Please Send Telemetry Reports and Data: We would love to have you collect and upload as much data as you can, and to give any other kind of report on the amsat-bb mailing list (which some of the Fox team will monitor). You can also report hearing or not hearing it on http://www.amsat.org/status/
You can upload data using the FoxTelem telemetry program that we recently released. (Check the “upload to server” box in the properties/preference page). More data will help us do the checkout faster! Remember if you hear the “telephone modem” sound, you must switch FoxTelem to high-speed mode manually. Similarly FoxTelem must be in low-speed mode at other times.
We are planning a special award to the person who submits the first data from the satellite (by which we mean the earliest downlinked mission elapsed time), so get your rigs ready!
As part of the preparations for the launch and activation of this new satellite, AMSAT is making our “Getting Started With The Amateur Satellites” book available for a limited time as a download with any paid new or renewal membership purchased via the AMSAT Store. This offer is only available with purchases completed online, and for only a limited time. A perennial favorite, Getting Started is updated every year with the latest amateur satellite information, and is the premier primer of satellite operation. The 132 page book is presented in PDF format, in full color, and covers all aspects of making your first contacts on a ham radio satellite.
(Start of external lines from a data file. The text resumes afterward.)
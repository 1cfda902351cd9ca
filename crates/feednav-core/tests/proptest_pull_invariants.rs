//! Property-based invariant tests for the pull-threshold machine.
//!
//! 1. Release below the threshold never switches; at or above it always does
//! 2. A pull interrupted by a mid-content observation restarts from zero
//! 3. `accumulated` is 0 while idle and carries the pull direction's sign
//! 4. Snap-back always settles to exactly 0
//! 5. Wheel and pointer pulls never combine

use std::time::Duration;

use feednav_core::{
    Boundary, BoundaryPolicy, NavConfig, PullConfig, PullDirection, PullMachine, PullPhase,
    PullRelease,
};
use proptest::prelude::*;

const THRESHOLD: f64 = 220.0;

fn machine(policy: BoundaryPolicy) -> PullMachine {
    PullMachine::new(policy, PullConfig::from(&NavConfig::default()))
}

// ── Strategies ──────────────────────────────────────────────────────────

fn downward_deltas() -> impl Strategy<Value = Vec<f64>> {
    prop::collection::vec(0.5f64..40.0, 1..40)
}

fn boundary_strategy() -> impl Strategy<Value = Boundary> {
    prop_oneof![
        Just(Boundary::AtTop),
        Just(Boundary::AtBottom),
        Just(Boundary::Pinned),
        Just(Boundary::Mid),
    ]
}

#[derive(Debug, Clone)]
enum Op {
    Delta(f64, Boundary),
    Observe(Boundary),
    Release,
    Cancel,
    Tick(u64),
}

fn op_strategy() -> impl Strategy<Value = Op> {
    prop_oneof![
        6 => (-60.0f64..60.0, boundary_strategy()).prop_map(|(dy, b)| Op::Delta(dy, b)),
        1 => boundary_strategy().prop_map(Op::Observe),
        1 => Just(Op::Release),
        1 => Just(Op::Cancel),
        2 => (1u64..40).prop_map(Op::Tick),
    ]
}

fn apply(m: &mut PullMachine, op: &Op) {
    match *op {
        Op::Delta(dy, b) => {
            m.on_delta(dy, b);
        }
        Op::Observe(b) => {
            m.observe_boundary(b);
        }
        Op::Release => {
            m.release();
        }
        Op::Cancel => {
            m.cancel();
        }
        Op::Tick(ms) => m.tick(Duration::from_millis(ms)),
    }
}

// ═══════════════════════════════════════════════════════════════════════
// 1. Threshold monotonicity
// ═══════════════════════════════════════════════════════════════════════

proptest! {
    #[test]
    fn release_switches_iff_threshold_reached(deltas in downward_deltas()) {
        let mut m = machine(BoundaryPolicy::TopOnly);
        for dy in &deltas {
            m.on_delta(*dy, Boundary::AtTop);
        }
        let total = deltas.iter().fold(0.0, |acc, dy| acc + dy);
        match m.release() {
            PullRelease::ModeSwitch { direction, distance } => {
                prop_assert!(total >= THRESHOLD, "switched at {total}");
                prop_assert_eq!(direction, PullDirection::Down);
                prop_assert_eq!(distance, total);
            }
            PullRelease::Cancelled { distance, .. } => {
                prop_assert!(total < THRESHOLD, "cancelled at {total}");
                prop_assert_eq!(distance, total);
            }
            PullRelease::Idle => prop_assert!(false, "a downward pull at the top must start"),
        }
        prop_assert_eq!(m.phase(), PullPhase::Idle);
    }

    #[test]
    fn grid_push_up_mirrors_pull_down(deltas in downward_deltas()) {
        let mut m = machine(BoundaryPolicy::Bidirectional);
        for dy in &deltas {
            m.on_delta(-dy, Boundary::AtBottom);
        }
        let total = deltas.iter().fold(0.0, |acc, dy| acc + dy);
        let switched = matches!(m.release(), PullRelease::ModeSwitch { direction: PullDirection::Up, .. });
        prop_assert_eq!(switched, total >= THRESHOLD);
    }
}

// ═══════════════════════════════════════════════════════════════════════
// 2. Boundary reset
// ═══════════════════════════════════════════════════════════════════════

proptest! {
    #[test]
    fn mid_delta_restarts_accumulation(
        before in downward_deltas(),
        mid_dy in -30.0f64..30.0,
        after in downward_deltas(),
    ) {
        let mut m = machine(BoundaryPolicy::TopOnly);
        for dy in &before {
            m.on_delta(*dy, Boundary::AtTop);
        }
        m.on_delta(mid_dy, Boundary::Mid);
        prop_assert_eq!(m.accumulated(), 0.0);
        for dy in &after {
            m.on_delta(*dy, Boundary::AtTop);
        }
        let expected = after.iter().fold(0.0, |acc, dy| acc + dy);
        prop_assert_eq!(m.accumulated(), expected);
    }

    #[test]
    fn observed_mid_restarts_accumulation(
        before in downward_deltas(),
        after in downward_deltas(),
    ) {
        let mut m = machine(BoundaryPolicy::Bidirectional);
        for dy in &before {
            m.on_delta(*dy, Boundary::AtTop);
        }
        m.observe_boundary(Boundary::Mid);
        for dy in &after {
            m.on_delta(*dy, Boundary::AtTop);
        }
        let expected = after.iter().fold(0.0, |acc, dy| acc + dy);
        prop_assert_eq!(m.accumulated(), expected);
    }
}

// ═══════════════════════════════════════════════════════════════════════
// 3. Sign and idle invariants under arbitrary input
// ═══════════════════════════════════════════════════════════════════════

proptest! {
    #[test]
    fn accumulated_tracks_phase(ops in prop::collection::vec(op_strategy(), 0..120)) {
        for policy in [BoundaryPolicy::TopOnly, BoundaryPolicy::Bidirectional] {
            let mut m = machine(policy);
            for op in &ops {
                apply(&mut m, op);
                match m.phase() {
                    PullPhase::Idle => prop_assert_eq!(m.accumulated(), 0.0),
                    PullPhase::Pulling(PullDirection::Down) => prop_assert!(m.accumulated() > 0.0),
                    PullPhase::Pulling(PullDirection::Up) => {
                        prop_assert!(policy.allows(PullDirection::Up));
                        prop_assert!(m.accumulated() < 0.0);
                    }
                }
                prop_assert!(m.displayed().is_finite());
                let hint = m.hint();
                prop_assert!(hint.progress >= 0.0);
                prop_assert!(!hint.armed || m.is_pulling());
            }
        }
    }
}

// ═══════════════════════════════════════════════════════════════════════
// 4. Snap-back settles
// ═══════════════════════════════════════════════════════════════════════

proptest! {
    #[test]
    fn cancelled_pull_settles_to_zero(
        distance in 1.0f64..219.0,
        frame_ms in 4u64..50,
    ) {
        let mut m = machine(BoundaryPolicy::TopOnly);
        m.on_delta(distance, Boundary::AtTop);
        let released = matches!(m.release(), PullRelease::Cancelled { .. });
        prop_assert!(released);
        let mut elapsed = 0u64;
        let mut last = m.displayed().abs();
        while m.is_settling() && elapsed < 3_000 {
            m.tick(Duration::from_millis(frame_ms));
            elapsed += frame_ms;
            let now = m.displayed().abs();
            // Critically damped: never grows on the way back.
            prop_assert!(now <= last + 1e-9, "grew from {last} to {now}");
            last = now;
        }
        prop_assert!(!m.is_settling(), "still settling after {elapsed}ms");
        prop_assert_eq!(m.displayed(), 0.0);
    }
}

// ═══════════════════════════════════════════════════════════════════════
// 5. Wheel is never combined with a live pull
// ═══════════════════════════════════════════════════════════════════════

proptest! {
    #[test]
    fn wheel_never_fires_mid_pull(dy in 0.5f64..200.0, wheel in -2_000.0f64..2_000.0) {
        let mut m = machine(BoundaryPolicy::Bidirectional);
        m.on_delta(dy, Boundary::Pinned);
        prop_assert!(m.is_pulling());
        prop_assert_eq!(m.wheel(wheel, Boundary::Pinned), None);
    }
}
Please take advantage of this offer today by visiting the AMSAT store (click here) and selecting any membership option. While there, check out our other items, including the M2 LEOpack antenna system, AMSAT shirts, hats, and other swag. Thank you, and see you soon on Fox-1A!
The 76kg LAPANSAT-A2 satellite is scheduled to launch as a secondary payload of the ISRO Astrosat space telescope mission on an Indian PSLV-XL rocket at 0430UTC on 28SEP15. The satellite is expected to be deployed in a low inclination orbit of 6 to 10 degrees, at ~650km altitude. This means stations North or South of approximately 32 degrees of latitude will not be able to access the satellite, but stations near the equator (such as Indonesia) will have up to 14 passes a day.
Along with Maritime AIS monitoring equipment, and optical capabilities, LAPANSAT-A2 carries a V/U voice repeater (435.88 with PL tone up, 145.88 down) and an APRS digipeater (145.825). The telemetry beacon is 437.425 MHz. The operational plan is not known at this time.